RECORDS FOR THIS TASK =
:::::

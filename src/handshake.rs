//! The replica side of replication.
//!
//! A replica dials its primary, walks through the handshake and then keeps
//! the connection as a command feed. The feed is decoded by
//! [`ReplicationCursor`], which turns raw bytes into events for the event loop
//! and keeps count of how many bytes of commands have been applied.

use std::sync::LazyLock;

use bytes::Bytes;
use regex::Regex;
use thiserror::Error;
use tokio::{
    io::AsyncWriteExt,
    net::{TcpStream, tcp::OwnedWriteHalf},
    sync::mpsc::{self, UnboundedSender},
};
use tracing::{debug, info, warn};

use crate::{
    connection::write_replies,
    event_loop::Event,
    input::{CommandReadError, ReadBuffer, ReadOutcome},
    resp::{RespError, RespValue},
    state::{ClientKind, MASTER_LINK_ID},
};

static FULLRESYNC_PATTERN: LazyLock<Option<Regex>> = LazyLock::new(|| {
    Regex::new(r"^FULLRESYNC (?P<repl_id>\S+) (?P<offset>\d+)$").ok()
});

static REPL_ID_PATTERN: LazyLock<Option<Regex>> =
    LazyLock::new(|| Regex::new(r"^[a-zA-Z0-9]{40}$").ok());

#[derive(Error, Debug)]
pub enum HandshakeError {
    #[error("I/O error: {0}")]
    Io(#[from] std::io::Error),
    #[error(transparent)]
    Read(#[from] CommandReadError),
    #[error("malformed data from primary: {0}")]
    Resp(#[from] RespError),
    #[error("expected {expected} from primary, received {received}")]
    UnexpectedReply {
        expected: &'static str,
        received: String,
    },
    #[error("malformed FULLRESYNC line: {0}")]
    MalformedFullResync(String),
    #[error("invalid replication id: {0}")]
    InvalidReplicationId(String),
    #[error("connection to primary closed")]
    ConnectionClosed,
}

/// Whether `repl_id` looks like a replication id: 40 alphanumeric characters.
pub fn is_valid_repl_id(repl_id: &str) -> bool {
    REPL_ID_PATTERN
        .as_ref()
        .is_some_and(|pattern| pattern.is_match(repl_id))
}

/// Extracts the replication id from a `FULLRESYNC <id> <offset>` line.
/// Other status lines yield `None`.
pub fn parse_fullresync(line: &[u8]) -> Result<Option<String>, HandshakeError> {
    let line = String::from_utf8_lossy(line);

    if !line.starts_with("FULLRESYNC") {
        return Ok(None);
    }

    let captures = FULLRESYNC_PATTERN
        .as_ref()
        .and_then(|pattern| pattern.captures(&line))
        .ok_or_else(|| HandshakeError::MalformedFullResync(line.to_string()))?;

    let repl_id = &captures["repl_id"];

    if !is_valid_repl_id(repl_id) {
        return Err(HandshakeError::InvalidReplicationId(repl_id.to_string()));
    }

    Ok(Some(repl_id.to_string()))
}

/// Tracks where the replica is in the byte stream coming from its primary.
#[derive(Debug, Default)]
pub struct ReplicationCursor {
    master_repl_id: Option<String>,
    snapshot_received: bool,
    /// Bytes of propagated commands seen since the snapshot.
    applied_offset: u64,
}

impl ReplicationCursor {
    pub fn new() -> Self {
        ReplicationCursor::default()
    }

    pub fn applied_offset(&self) -> u64 {
        self.applied_offset
    }

    pub fn in_snapshot_phase(&self) -> bool {
        !self.snapshot_received
    }

    /// Consumes every complete unit in `buffer`: status lines, then the
    /// snapshot, then command frames tagged with their offsets.
    pub fn drain(&mut self, buffer: &mut ReadBuffer) -> Result<Vec<Event>, HandshakeError> {
        let mut events = Vec::new();

        while !self.snapshot_received {
            let Some(master_repl_id) = self.master_repl_id.clone() else {
                match buffer.as_bytes().first() {
                    None => return Ok(events),
                    Some(b'+') => {}
                    Some(_) => {
                        return Err(HandshakeError::UnexpectedReply {
                            expected: "FULLRESYNC",
                            received: String::from_utf8_lossy(buffer.as_bytes()).into_owned(),
                        });
                    }
                }

                let Some(line) = buffer.next_line() else {
                    return Ok(events);
                };

                self.master_repl_id = parse_fullresync(&line[1..])?;
                continue;
            };

            let Some(payload) = buffer.next_rdb_payload()? else {
                return Ok(events);
            };

            debug!(bytes = payload.len(), "received snapshot from primary");

            events.push(Event::Snapshot {
                master_repl_id,
                payload,
            });
            self.snapshot_received = true;
        }

        while let Some(decoded) = buffer.next_frame()? {
            let length = decoded.length as u64;

            events.push(Event::ReplicatedFrame {
                client_id: MASTER_LINK_ID,
                frame: decoded.frame,
                offset: self.applied_offset,
                length,
            });

            self.applied_offset += length;
        }

        Ok(events)
    }
}

async fn send_command(writer: &mut OwnedWriteHalf, parts: &[&str]) -> Result<(), HandshakeError> {
    let frame: Vec<Bytes> = parts
        .iter()
        .map(|part| Bytes::copy_from_slice(part.as_bytes()))
        .collect();

    writer.write_all(&RespValue::from_frame(&frame).encode()).await?;

    Ok(())
}

fn expect_simple_string(value: RespValue, expected: &'static str) -> Result<(), HandshakeError> {
    match value {
        RespValue::SimpleString(received) if received.eq_ignore_ascii_case(expected) => Ok(()),
        other => Err(HandshakeError::UnexpectedReply {
            expected,
            received: format!("{:?}", other),
        }),
    }
}

/// Connects to the primary, performs the handshake and feeds everything it
/// sends to the event loop. Returns when the link closes; there is no retry.
pub async fn run_replica_link(
    host: String,
    port: u16,
    listening_port: u16,
    events: UnboundedSender<Event>,
) -> Result<(), HandshakeError> {
    let stream = TcpStream::connect((host.as_str(), port)).await?;
    let (reader, mut writer) = stream.into_split();
    let mut buffer = ReadBuffer::new();

    info!(host = %host, port, "connected to primary");

    send_command(&mut writer, &["PING"]).await?;
    expect_simple_string(buffer.read_value(&reader).await?, "PONG")?;

    let listening_port = listening_port.to_string();
    send_command(&mut writer, &["REPLCONF", "listening-port", &listening_port]).await?;
    expect_simple_string(buffer.read_value(&reader).await?, "OK")?;

    send_command(&mut writer, &["REPLCONF", "capa", "psync2"]).await?;
    expect_simple_string(buffer.read_value(&reader).await?, "OK")?;

    send_command(&mut writer, &["PSYNC", "?", "-1"]).await?;
    debug!("handshake complete, waiting for snapshot");

    let (outbound, replies) = mpsc::unbounded_channel();

    if events
        .send(Event::Connected {
            client_id: MASTER_LINK_ID,
            kind: ClientKind::Master,
            outbound,
        })
        .is_err()
    {
        return Ok(());
    }

    tokio::spawn(write_replies(MASTER_LINK_ID, writer, replies));

    let mut cursor = ReplicationCursor::new();

    let result = loop {
        match cursor.drain(&mut buffer) {
            Ok(drained) => {
                if drained.into_iter().any(|event| events.send(event).is_err()) {
                    break Ok(());
                }
            }
            Err(e) => break Err(e),
        }

        match buffer.read_from(&reader).await {
            Ok(ReadOutcome::Data(_) | ReadOutcome::WouldBlock) => {}
            Ok(ReadOutcome::Closed) => break Err(HandshakeError::ConnectionClosed),
            Err(e) => break Err(e.into()),
        }
    };

    if let Err(e) = &result {
        warn!(error = %e, offset = cursor.applied_offset(), "replication link closed");
    }

    let _ = events.send(Event::Disconnected {
        client_id: MASTER_LINK_ID,
    });

    result
}
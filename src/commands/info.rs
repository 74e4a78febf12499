use bytes::Bytes;

use crate::{
    commands::{CommandContext, CommandError, CommandResult},
    resp::RespValue,
    state::ServerState,
};

enum InfoSection {
    Default,
    Replication,
}

pub struct InfoArguments {
    section: InfoSection,
}

impl InfoArguments {
    pub fn parse(arguments: Vec<Bytes>) -> Result<Self, CommandError> {
        if arguments.len() > 1 {
            return Err(CommandError::WrongNumberOfArguments("info".to_string()));
        }

        let Some(section) = arguments.first() else {
            return Ok(InfoArguments {
                section: InfoSection::Default,
            });
        };

        let section = match section.to_ascii_lowercase().as_slice() {
            b"replication" => InfoSection::Replication,
            _ => return Err(CommandError::InvalidInfoSection),
        };

        Ok(InfoArguments { section })
    }
}

/// Handles `INFO [replication]`. Only the replication section exists, so
/// both forms return the same fields.
pub fn info(
    state: &mut ServerState,
    _context: &CommandContext,
    arguments: Vec<Bytes>,
) -> Result<CommandResult, CommandError> {
    let info_arguments = InfoArguments::parse(arguments)?;
    let replication = &state.replication;

    let lines = [
        "# Replication".to_string(),
        format!("role:{}", replication.role.as_string()),
        format!("connected_slaves:{}", replication.synced_replica_count()),
        format!("master_replid:{}", replication.repl_id),
        format!("master_repl_offset:{}", replication.repl_offset),
    ];

    match info_arguments.section {
        InfoSection::Default | InfoSection::Replication => Ok(CommandResult::Response(
            RespValue::bulk(lines.join("\r\n")),
        )),
    }
}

:::::

ASSIGNMENT = All lines from the one holding "InfoSection::Default | InfoSection::Replication" through the end of the entries need to be given again exactly. Leave out the others.

TASK RESPONSE =
        InfoSection::Default | InfoSection::Replication => Ok(CommandResult::Response(
            RespValue::bulk(lines.join("\r\n")),
        )),
    }
}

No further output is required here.